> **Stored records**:
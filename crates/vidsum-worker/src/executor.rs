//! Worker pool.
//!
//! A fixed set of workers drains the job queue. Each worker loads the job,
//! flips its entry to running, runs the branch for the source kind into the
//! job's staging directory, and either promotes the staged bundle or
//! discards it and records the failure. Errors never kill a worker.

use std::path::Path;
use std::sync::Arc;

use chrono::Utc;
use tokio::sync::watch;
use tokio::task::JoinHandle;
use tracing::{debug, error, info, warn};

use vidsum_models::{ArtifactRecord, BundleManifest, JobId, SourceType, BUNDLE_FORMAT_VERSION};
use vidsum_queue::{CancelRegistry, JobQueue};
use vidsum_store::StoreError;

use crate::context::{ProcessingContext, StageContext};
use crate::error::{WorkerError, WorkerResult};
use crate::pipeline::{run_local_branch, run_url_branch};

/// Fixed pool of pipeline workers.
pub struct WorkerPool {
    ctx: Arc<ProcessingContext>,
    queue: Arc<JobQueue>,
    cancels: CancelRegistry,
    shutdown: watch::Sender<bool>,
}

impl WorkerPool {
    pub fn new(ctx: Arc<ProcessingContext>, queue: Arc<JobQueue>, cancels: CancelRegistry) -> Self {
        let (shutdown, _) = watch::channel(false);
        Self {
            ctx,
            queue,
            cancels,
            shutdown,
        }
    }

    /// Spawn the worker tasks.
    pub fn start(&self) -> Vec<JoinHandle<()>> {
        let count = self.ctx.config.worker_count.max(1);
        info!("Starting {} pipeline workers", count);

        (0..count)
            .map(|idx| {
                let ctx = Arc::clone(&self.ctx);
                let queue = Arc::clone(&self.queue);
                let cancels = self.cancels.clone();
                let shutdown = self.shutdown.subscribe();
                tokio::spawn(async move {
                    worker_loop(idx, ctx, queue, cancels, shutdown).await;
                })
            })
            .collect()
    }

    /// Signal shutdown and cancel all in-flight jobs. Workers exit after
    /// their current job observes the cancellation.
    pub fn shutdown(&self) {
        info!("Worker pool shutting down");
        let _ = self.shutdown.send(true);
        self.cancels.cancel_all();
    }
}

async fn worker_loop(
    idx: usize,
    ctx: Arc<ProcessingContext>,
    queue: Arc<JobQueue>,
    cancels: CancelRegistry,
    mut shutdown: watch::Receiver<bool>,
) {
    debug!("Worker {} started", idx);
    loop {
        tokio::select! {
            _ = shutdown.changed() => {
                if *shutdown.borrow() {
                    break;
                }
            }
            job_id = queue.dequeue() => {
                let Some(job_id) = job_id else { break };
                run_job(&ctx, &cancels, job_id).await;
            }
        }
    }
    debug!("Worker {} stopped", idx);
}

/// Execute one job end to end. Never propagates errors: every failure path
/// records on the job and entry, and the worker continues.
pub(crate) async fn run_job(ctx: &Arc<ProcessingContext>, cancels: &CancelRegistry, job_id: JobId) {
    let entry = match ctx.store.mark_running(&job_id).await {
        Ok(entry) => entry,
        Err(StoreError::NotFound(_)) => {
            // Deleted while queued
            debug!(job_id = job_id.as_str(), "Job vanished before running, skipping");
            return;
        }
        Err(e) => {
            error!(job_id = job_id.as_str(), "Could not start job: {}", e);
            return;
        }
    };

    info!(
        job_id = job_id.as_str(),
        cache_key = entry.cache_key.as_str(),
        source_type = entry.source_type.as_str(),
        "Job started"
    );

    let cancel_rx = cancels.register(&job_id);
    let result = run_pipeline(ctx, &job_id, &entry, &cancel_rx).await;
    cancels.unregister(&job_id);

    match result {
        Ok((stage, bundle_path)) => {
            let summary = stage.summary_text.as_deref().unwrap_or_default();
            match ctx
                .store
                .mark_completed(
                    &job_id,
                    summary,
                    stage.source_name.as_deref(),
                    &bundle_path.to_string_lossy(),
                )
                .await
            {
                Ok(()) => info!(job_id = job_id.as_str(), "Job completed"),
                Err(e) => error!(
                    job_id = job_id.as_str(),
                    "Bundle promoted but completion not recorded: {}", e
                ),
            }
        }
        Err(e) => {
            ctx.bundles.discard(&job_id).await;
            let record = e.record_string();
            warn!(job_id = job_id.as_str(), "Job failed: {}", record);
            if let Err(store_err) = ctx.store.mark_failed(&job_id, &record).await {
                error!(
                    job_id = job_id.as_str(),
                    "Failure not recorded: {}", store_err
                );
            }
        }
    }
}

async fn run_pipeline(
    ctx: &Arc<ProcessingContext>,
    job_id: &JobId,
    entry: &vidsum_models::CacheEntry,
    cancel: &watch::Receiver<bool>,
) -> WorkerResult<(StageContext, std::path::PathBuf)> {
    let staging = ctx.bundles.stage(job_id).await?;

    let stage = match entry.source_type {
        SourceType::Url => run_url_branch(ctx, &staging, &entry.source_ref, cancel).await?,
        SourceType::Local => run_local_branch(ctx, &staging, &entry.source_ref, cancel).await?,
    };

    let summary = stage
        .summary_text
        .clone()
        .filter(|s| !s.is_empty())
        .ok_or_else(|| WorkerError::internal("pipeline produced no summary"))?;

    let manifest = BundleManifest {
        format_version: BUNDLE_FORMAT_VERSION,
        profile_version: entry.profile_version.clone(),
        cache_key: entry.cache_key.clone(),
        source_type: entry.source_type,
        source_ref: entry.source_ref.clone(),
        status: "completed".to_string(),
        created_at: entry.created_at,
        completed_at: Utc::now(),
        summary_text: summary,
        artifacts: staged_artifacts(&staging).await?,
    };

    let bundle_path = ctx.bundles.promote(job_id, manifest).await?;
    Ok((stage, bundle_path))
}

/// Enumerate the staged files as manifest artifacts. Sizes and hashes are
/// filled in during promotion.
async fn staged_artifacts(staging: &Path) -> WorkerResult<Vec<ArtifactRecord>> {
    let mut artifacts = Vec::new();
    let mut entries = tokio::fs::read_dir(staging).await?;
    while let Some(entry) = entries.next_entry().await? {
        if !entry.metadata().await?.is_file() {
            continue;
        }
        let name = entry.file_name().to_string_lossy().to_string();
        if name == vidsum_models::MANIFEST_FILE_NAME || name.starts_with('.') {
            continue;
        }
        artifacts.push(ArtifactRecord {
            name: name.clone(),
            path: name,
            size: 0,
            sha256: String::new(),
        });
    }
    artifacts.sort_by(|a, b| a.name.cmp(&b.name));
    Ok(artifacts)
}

> **Exercise brief**: Without changing a single character, write out all of the entries.

> **Your response**:
filename crates/vidsum-worker/src/executor.rs
//! Worker pool.
//!
//! A fixed set of workers drains the job queue. Each worker loads the job,
//! flips its entry to running, runs the branch for the source kind into the
//! job's staging directory, and either promotes the staged bundle or
//! discards it and records the failure. Errors never kill a worker.

use std::path::Path;
use std::sync::Arc;

use chrono::Utc;
use tokio::sync::watch;
use tokio::task::JoinHandle;
use tracing::{debug, error, info, warn};

use vidsum_models::{ArtifactRecord, BundleManifest, JobId, SourceType, BUNDLE_FORMAT_VERSION};
use vidsum_queue::{CancelRegistry, JobQueue};
use vidsum_store::StoreError;

use crate::context::{ProcessingContext, StageContext};
use crate::error::{WorkerError, WorkerResult};
use crate::pipeline::{run_local_branch, run_url_branch};

/// Fixed pool of pipeline workers.
pub struct WorkerPool {
    ctx: Arc<ProcessingContext>,
    queue: Arc<JobQueue>,
    cancels: CancelRegistry,
    shutdown: watch::Sender<bool>,
}

impl WorkerPool {
    pub fn new(ctx: Arc<ProcessingContext>, queue: Arc<JobQueue>, cancels: CancelRegistry) -> Self {
        let (shutdown, _) = watch::channel(false);
        Self {
            ctx,
            queue,
            cancels,
            shutdown,
        }
    }

    /// Spawn the worker tasks.
    pub fn start(&self) -> Vec<JoinHandle<()>> {
        let count = self.ctx.config.worker_count.max(1);
        info!("Starting {} pipeline workers", count);

        (0..count)
            .map(|idx| {
                let ctx = Arc::clone(&self.ctx);
                let queue = Arc::clone(&self.queue);
                let cancels = self.cancels.clone();
                let shutdown = self.shutdown.subscribe();
                tokio::spawn(async move {
                    worker_loop(idx, ctx, queue, cancels, shutdown).await;
                })
            })
            .collect()
    }

    /// Signal shutdown and cancel all in-flight jobs. Workers exit after
    /// their current job observes the cancellation.
    pub fn shutdown(&self) {
        info!("Worker pool shutting down");
        let _ = self.shutdown.send(true);
        self.cancels.cancel_all();
    }
}

async fn worker_loop(
    idx: usize,
    ctx: Arc<ProcessingContext>,
    queue: Arc<JobQueue>,
    cancels: CancelRegistry,
    mut shutdown: watch::Receiver<bool>,
) {
    debug!("Worker {} started", idx);
    loop {
        tokio::select! {
            _ = shutdown.changed() => {
                if *shutdown.borrow() {
                    break;
                }
            }
            job_id = queue.dequeue() => {
                let Some(job_id) = job_id else { break };
                run_job(&ctx, &cancels, job_id).await;
            }
        }
    }
    debug!("Worker {} stopped", idx);
}

/// Execute one job end to end. Never propagates errors: every failure path
/// records on the job and entry, and the worker continues.
pub(crate) async fn run_job(ctx: &Arc<ProcessingContext>, cancels: &CancelRegistry, job_id: JobId) {
    let entry = match ctx.store.mark_running(&job_id).await {
        Ok(entry) => entry,
        Err(StoreError::NotFound(_)) => {
            // Deleted while queued
            debug!(job_id = job_id.as_str(), "Job vanished before running, skipping");
            return;
        }
        Err(e) => {
            error!(job_id = job_id.as_str(), "Could not start job: {}", e);
            return;
        }
    };

    info!(
        job_id = job_id.as_str(),
        cache_key = entry.cache_key.as_str(),
        source_type = entry.source_type.as_str(),
        "Job started"
    );

    let cancel_rx = cancels.register(&job_id);
    let result = run_pipeline(ctx, &job_id, &entry, &cancel_rx).await;
    cancels.unregister(&job_id);

    match result {
        Ok((stage, bundle_path)) => {
            let summary = stage.summary_text.as_deref().unwrap_or_default();
            match ctx
                .store
                .mark_completed(
                    &job_id,
                    summary,
                    stage.source_name.as_deref(),
                    &bundle_path.to_string_lossy(),
                )
                .await
            {
                Ok(()) => info!(job_id = job_id.as_str(), "Job completed"),
                Err(e) => error!(
                    job_id = job_id.as_str(),
                    "Bundle promoted but completion not recorded: {}", e
                ),
            }
        }
        Err(e) => {
            ctx.bundles.discard(&job_id).await;
            let record = e.record_string();
            warn!(job_id = job_id.as_str(), "Job failed: {}", record);
            if let Err(store_err) = ctx.store.mark_failed(&job_id, &record).await {
                error!(
                    job_id = job_id.as_str(),
                    "Failure not recorded: {}", store_err
                );
            }
        }
    }
}

async fn run_pipeline(
    ctx: &Arc<ProcessingContext>,
    job_id: &JobId,
    entry: &vidsum_models::CacheEntry,
    cancel: &watch::Receiver<bool>,
) -> WorkerResult<(StageContext, std::path::PathBuf)> {
    let staging = ctx.bundles.stage(job_id).await?;

    let stage = match entry.source_type {
        SourceType::Url => run_url_branch(ctx, &staging, &entry.source_ref, cancel).await?,
        SourceType::Local => run_local_branch(ctx, &staging, &entry.source_ref, cancel).await?,
    };

    let summary = stage
        .summary_text
        .clone()
        .filter(|s| !s.is_empty())
        .ok_or_else(|| WorkerError::internal("pipeline produced no summary"))?;

    let manifest = BundleManifest {
        format_version: BUNDLE_FORMAT_VERSION,
        profile_version: entry.profile_version.clone(),
        cache_key: entry.cache_key.clone(),
        source_type: entry.source_type,
        source_ref: entry.source_ref.clone(),
        status: "completed".to_string(),
        created_at: entry.created_at,
        completed_at: Utc::now(),
        summary_text: summary,
        artifacts: staged_artifacts(&staging).await?,
    };

    let bundle_path = ctx.bundles.promote(job_id, manifest).await?;
    Ok((stage, bundle_path))
}

/// Enumerate the staged files as manifest artifacts. Sizes and hashes are
/// filled in during promotion.
async fn staged_artifacts(staging: &Path) -> WorkerResult<Vec<ArtifactRecord>> {
    let mut artifacts = Vec::new();
    let mut entries = tokio::fs::read_dir(staging).await?;
    while let Some(entry) = entries.next_entry().await? {
        if !entry.metadata().await?.is_file() {
            continue;
        }
        let name = entry.file_name().to_string_lossy().to_string();
        if name == vidsum_models::MANIFEST_FILE_NAME || name.starts_with('.') {
            continue;
        }
        artifacts.push(ArtifactRecord {
            name: name.clone(),
            path: name,
            size: 0,
            sha256: String::new(),
        });
    }
    artifacts.sort_by(|a, b| a.name.cmp(&b.name));
    Ok(artifacts)
}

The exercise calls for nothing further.